- Source data
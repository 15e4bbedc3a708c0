// SPDX-License-Identifier: BUSL-1.1
// Copyright (c) 2026 Alfred Jean LLC

//! The background task contract and registry.
//!
//! A task is a named, versioned unit of importable work: it turns start
//! arguments into an ordered chunk list, processes one chunk at a time, and
//! optionally cleans up after the queue drains. Tasks are registered once
//! at startup into an explicit registry that the run manager holds by
//! reference — there is no ambient global lookup.

use crate::error::{EngineError, ScheduleError, TaskError};
use crate::scheduler::ActionScheduler;
use async_trait::async_trait;
use pf_core::{Args, RunId, TaskName};
use pf_store::KeyedStore;
use std::collections::HashMap;
use std::sync::Arc;

/// Handle given to a chunk processor, scoped to one (task, run).
///
/// `push_front` is the continuation mechanism for open-ended pagination:
/// a chunk that discovers another results page pushes the next page's
/// arguments before returning, and the following `continue` picks it up
/// ahead of anything else queued.
pub struct ChunkContext<'a> {
    store: &'a dyn KeyedStore,
    task: &'a TaskName,
    run_id: &'a RunId,
}

impl<'a> ChunkContext<'a> {
    pub(crate) fn new(store: &'a dyn KeyedStore, task: &'a TaskName, run_id: &'a RunId) -> Self {
        Self { store, task, run_id }
    }

    pub fn run_id(&self) -> &RunId {
        self.run_id
    }

    /// Prepend a chunk to this run's work queue.
    pub fn push_front(&self, chunk: Args) -> Result<(), TaskError> {
        pf_store::runs::push_front(self.store, self.task, self.run_id, chunk)?;
        Ok(())
    }
}

/// A named background task definition.
#[async_trait]
pub trait BackgroundTask: Send + Sync {
    /// Stable task name; doubles as the action and storage namespace, so it
    /// must be unique across registered tasks.
    fn name(&self) -> TaskName;

    /// Enroll this task's kick-off schedule (once at a timestamp, or
    /// recurring at an interval). Configuration, not state machine.
    fn register(
        &self,
        scheduler: &dyn ActionScheduler,
        now_ms: u64,
    ) -> Result<(), ScheduleError>;

    /// Produce the run's initial chunk list. The default returns the start
    /// arguments as the single chunk, so single-chunk tasks work with zero
    /// ceremony.
    async fn generate_queue(
        &self,
        start_args: &Args,
        run_id: &RunId,
    ) -> Result<Vec<Args>, TaskError> {
        let _ = run_id;
        Ok(vec![start_args.clone()])
    }

    /// Perform one unit of work.
    async fn process_chunk(&self, ctx: &ChunkContext<'_>, chunk: Args) -> Result<(), TaskError>;

    /// Runs once after the queue drains. Default is a no-op.
    async fn cleanup(&self, run_id: &RunId) -> Result<(), TaskError> {
        let _ = run_id;
        Ok(())
    }
}

/// Explicit task registry, built once at startup.
#[derive(Default)]
pub struct TaskRegistry {
    tasks: HashMap<TaskName, Arc<dyn BackgroundTask>>,
}

impl TaskRegistry {
    pub fn new() -> Self {
        Self::default()
    }

    /// Add a task definition. A duplicate name is a wiring mistake and is
    /// rejected.
    pub fn register(&mut self, task: Arc<dyn BackgroundTask>) -> Result<(), EngineError> {
        let name = task.name();
        if self.tasks.contains_key(&name) {
            return Err(EngineError::DuplicateTask(name));
        }
        self.tasks.insert(name, task);
        Ok(())
    }

    pub fn get(&self, name: &TaskName) -> Option<&Arc<dyn BackgroundTask>> {
        self.tasks.get(name)
    }

    pub fn names(&self) -> impl Iterator<Item = &TaskName> {
        self.tasks.keys()
    }

    /// Enroll every task's kick-off schedule.
    pub fn register_schedules(
        &self,
        scheduler: &dyn ActionScheduler,
        now_ms: u64,
    ) -> Result<(), ScheduleError> {
        for task in self.tasks.values() {
            task.register(scheduler, now_ms)?;
        }
        Ok(())
    }
}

- Exercise directions
Looking at the listing above, how many of its lines contain "struct"? Say only the number.

- Answer to the problem
2